Antwoorden op drie belangrijke vragen

De betrokken onderzoeksteams probeerden drie centrale vragen te beantwoorden. Ten eerste: zijn de ontworpen actieve middelen (in het bijzonder antisense-peptidenucleïnezuren die zich richten op mRNA's van essentiële bacteriële genen) specifiek? Met andere woorden: blokkeren ze eigenlijk maar één specifiek bacterieel gen? Of hebben ze mogelijk ook invloed op andere mRNA’s? Het antwoord is duidelijk: “Onze resultaten laten zien dat de toegepaste basenparen alleen het betreffende gen blokkeren”, zegt Vogel. Ten tweede: Hoe reageert de bacterie op de translocatie van deze RNA-antibiotica naar de cel? Antwoord: Bacteriën vertonen een stressreactie en dus helaas niet zoals gewenst. Dit is voornamelijk te wijten aan het feit dat antisense-peptidenucleïnezuren relatief groot van omvang zijn. De stress ontstaat dus vooral als deze biomoleculen het bacteriemembraan passeren. Er is echter goed nieuws met betrekking tot het antwoord op vraag drie: Is het mogelijk om deze “base pair snippets” kleiner te maken? Ja dat is zo. “Tot nu toe gingen wetenschappers ervan uit dat er tussen de negen en veertien basenparen nodig zijn om niet-specifieke binding aan andere genen te voorkomen”, legt Vogel uit. De gepubliceerde resultaten laten nu zien dat negen basenparen voldoende zijn; aldus kunnen de fragmenten relatief klein worden gehouden.
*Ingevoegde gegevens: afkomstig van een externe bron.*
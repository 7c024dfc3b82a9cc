use crate::domain::{AdvancedStats, Season};
use crate::error::Result;
use crate::feed::{MeasureType, PerMode, StatsFeedClient};
use crate::store::PostgresStore;
use crate::sync::SyncReport;
use std::collections::HashMap;
use tracing::{debug, info, warn};

/// Per-36 scoring-line metrics joined in from the base table.
#[derive(Debug, Clone, Copy, Default)]
struct BaseLine {
    pts: Option<f64>,
    reb: Option<f64>,
    ast: Option<f64>,
}

/// Sync per-36 advanced stats for a season.
///
/// The feed splits the metrics across two league-wide tables (Advanced for
/// the rating/efficiency columns, Base for pts/reb/ast), joined here on the
/// external player id. Each row's identity is resolved external-id-first
/// with a fuzzy name fallback; unresolved rows are counted and skipped,
/// never written as orphans. The resulting batch is upserted in a single
/// transaction.
pub async fn sync_advanced(
    feed: &StatsFeedClient,
    store: &PostgresStore,
    season: &Season,
) -> Result<SyncReport> {
    let advanced = feed
        .fetch_league_stats(season, MeasureType::Advanced, PerMode::Per36)
        .await?;
    let base = feed
        .fetch_league_stats(season, MeasureType::Base, PerMode::Per36)
        .await?;
    info!(
        "League tables: {} advanced rows, {} base rows",
        advanced.len(),
        base.len()
    );

    let base_by_id: HashMap<i64, BaseLine> = base
        .rows()
        .filter_map(|row| {
            Some((
                row.i64_value("PLAYER_ID")?,
                BaseLine {
                    pts: row.f64_value("PTS"),
                    reb: row.f64_value("REB"),
                    ast: row.f64_value("AST"),
                },
            ))
        })
        .collect();

    let mut report = SyncReport::default();
    let mut batch = Vec::with_capacity(advanced.len());

    for row in advanced.rows() {
        let external_id = row.i64_value("PLAYER_ID");
        let name = row.str_value("PLAYER_NAME");

        let player_id = match store.resolve_player_id(external_id, name).await? {
            Some(id) => id,
            None => {
                debug!("Unresolved stat row: {:?} {:?}", external_id, name);
                report.skipped += 1;
                continue;
            }
        };

        let base_line = external_id
            .and_then(|id| base_by_id.get(&id).copied())
            .unwrap_or_default();
        if base_line.pts.is_none() {
            warn!("No base line for {:?}; scoring columns will be null", name);
        }

        batch.push(AdvancedStats {
            stat_id: None,
            player_id,
            season: season.as_str().to_string(),
            off_rating: row.f64_value("OFF_RATING"),
            def_rating: row.f64_value("DEF_RATING"),
            ts_pct: row.f64_value("TS_PCT"),
            usg_pct: row.f64_value("USG_PCT"),
            efg_pct: row.f64_value("EFG_PCT"),
            pie: row.f64_value("PIE"),
            pts: base_line.pts,
            reb: base_line.reb,
            ast: base_line.ast,
        });
    }

    report.written = store.upsert_advanced_stats(&batch).await?;
    Ok(report)
}
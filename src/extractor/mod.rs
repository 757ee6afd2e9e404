//! Source extractors for plugin-manager dialects.
//!
//! This module contains extractors that scan configuration text written
//! for other plugin managers and produce canonical plugin declarations.
//! Matching is bounded, line-oriented pattern scanning, not a full
//! grammar; declarations that do not match are skipped silently.

mod dein;
mod options;
mod packer;
mod vim_plug;

pub use dein::DeinExtractor;
pub use packer::PackerExtractor;
pub use vim_plug::VimPlugExtractor;

use std::fmt;
use std::str::FromStr;

use crate::core::CanonicalPlugin;
use crate::migrate::MigrateError;

/// Trait for dialect extractors.
pub trait Extractor {
    /// Get the name of this extractor.
    fn name(&self) -> &str;

    /// Extract canonical plugin declarations from source text.
    ///
    /// Infallible: malformed declarations are skipped, and the returned
    /// list preserves first-match order in the source text.
    fn extract(&self, source: &str) -> Vec<CanonicalPlugin>;
}

/// The plugin managers a configuration can be migrated from.
#[derive(Debug, Clone, Copy, PartialEq, Eq)]
pub enum SourceManager {
    /// dein.vim (`dein#add` calls)
    Dein,
    /// vim-plug (`Plug` commands)
    VimPlug,
    /// packer.nvim (`use` calls)
    Packer,
}

impl SourceManager {
    /// All supported managers.
    pub const ALL: [SourceManager; 3] = [Self::Dein, Self::VimPlug, Self::Packer];

    /// CLI name of the manager.
    pub fn name(&self) -> &'static str {
        match self {
            Self::Dein => "dein",
            Self::VimPlug => "vim-plug",
            Self::Packer => "packer",
        }
    }

    /// The extractor for this manager's dialect.
    pub fn extractor(&self) -> Box<dyn Extractor> {
        match self {
            Self::Dein => Box::new(DeinExtractor),
            Self::VimPlug => Box::new(VimPlugExtractor),
            Self::Packer => Box::new(PackerExtractor),
        }
    }
}

impl fmt::Display for SourceManager {
    fn fmt(&self, f: &mut fmt::Formatter<'_>) -> fmt::Result {
        f.write_str(self.name())
    }
}

impl FromStr for SourceManager {
    type Err = MigrateError;

    fn from_str(s: &str) -> Result<Self, Self::Err> {
        match s {
            "dein" => Ok(Self::Dein),
            "vim-plug" => Ok(Self::VimPlug),
            "packer" => Ok(Self::Packer),
            other => Err(MigrateError::UnsupportedManager(other.to_string())),
        }
    }
}

/// Extract canonical plugins from source text in the given dialect.
pub fn extract_plugins(manager: SourceManager, source: &str) -> Vec<CanonicalPlugin> {
    let extractor = manager.extractor();
    let plugins = extractor.extract(source);

    tracing::debug!(
        extractor = extractor.name(),
        count = plugins.len(),
        "Extracted plugin declarations"
    );

    plugins
}
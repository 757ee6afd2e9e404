//! dein.vim extractor.
//!
//! Scans vimscript for `dein#add(...)` calls, with or without the
//! leading `call`. The option dictionary is matched shallowly: the span
//! ends at the first `}`, so declarations whose options nest braces more
//! than one level deep are not bounded correctly and end up skipped.

use once_cell::sync::Lazy;
use regex::Regex;

use super::{options, Extractor};
use crate::core::{CanonicalPlugin, PluginOptions};

static DEIN_ADD: Lazy<Regex> = Lazy::new(|| {
    Regex::new(r#"(?:call\s+)?dein#add\s*\(\s*['"]([^'"]+)['"]\s*(?:,\s*(\{[^}]*\}))?\s*\)"#)
        .unwrap()
});

static ON_CMD: Lazy<Regex> =
    Lazy::new(|| Regex::new(r#"['"]?on_cmd['"]?\s*:\s*\[([^\]]+)\]"#).unwrap());

static ON_FT: Lazy<Regex> =
    Lazy::new(|| Regex::new(r#"['"]?on_ft['"]?\s*:\s*\[([^\]]+)\]"#).unwrap());

/// Extractor for dein.vim declarations.
pub struct DeinExtractor;

impl Extractor for DeinExtractor {
    fn name(&self) -> &str {
        "dein"
    }

    fn extract(&self, source: &str) -> Vec<CanonicalPlugin> {
        DEIN_ADD
            .captures_iter(source)
            .map(|captures| {
                let repo = captures.get(1).map_or("", |m| m.as_str());
                let options = captures
                    .get(2)
                    .map_or_else(PluginOptions::default, |span| parse_options(span.as_str()));

                CanonicalPlugin { repo: repo.to_string(), options }
            })
            .collect()
    }
}

/// Normalize a dein option dictionary span into canonical triggers.
fn parse_options(span: &str) -> PluginOptions {
    PluginOptions {
        on_cmd: options::bracket_list(span, &ON_CMD),
        on_ft: options::bracket_list(span, &ON_FT),
    }
}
Presentatie van uitmuntend werk van jonge wetenschappers

Eerste auteur van de studie in Onderzoek naar nucleïnezuren is Dr. Linda Popella, onderzoeksmedewerker bij de afdeling Moleculaire Infectiebiologie I. Dit is de tweede keer binnen een jaar dat deze jonge immunoloog een artikel publiceert in een hooggeplaatst onderzoekstijdschrift. Voor Jörg Vogel bewijst dit het uitmuntende onderzoek dat wordt uitgevoerd door junior wetenschappers in de HIRI- en IMIB-laboratoria. Over het geheel genomen laten de resultaten volgens de auteurs van het onderzoek zien dat op mRNA gebaseerde antibiotica in principe geschikt zijn voor de bestrijding van uropathogene stammen van Escherichia coli. Er moeten echter nog een aantal belangrijke vragen worden beantwoord voordat deze aanpak in de klinieken kan worden toegepast. Toch is er een dringende behoefte: “Als we niet willen zien hoe antibioticaresistente microben de successen van de moderne geneeskunde dwarsbomen, hebben we nieuwe hulpmiddelen nodig die een gerichte behandeling van ziekteverwekkers mogelijk maken”, zegt Jörg Vogel. Hoe dan ook, conventionele antibiotica zijn niet in staat dit te bereiken.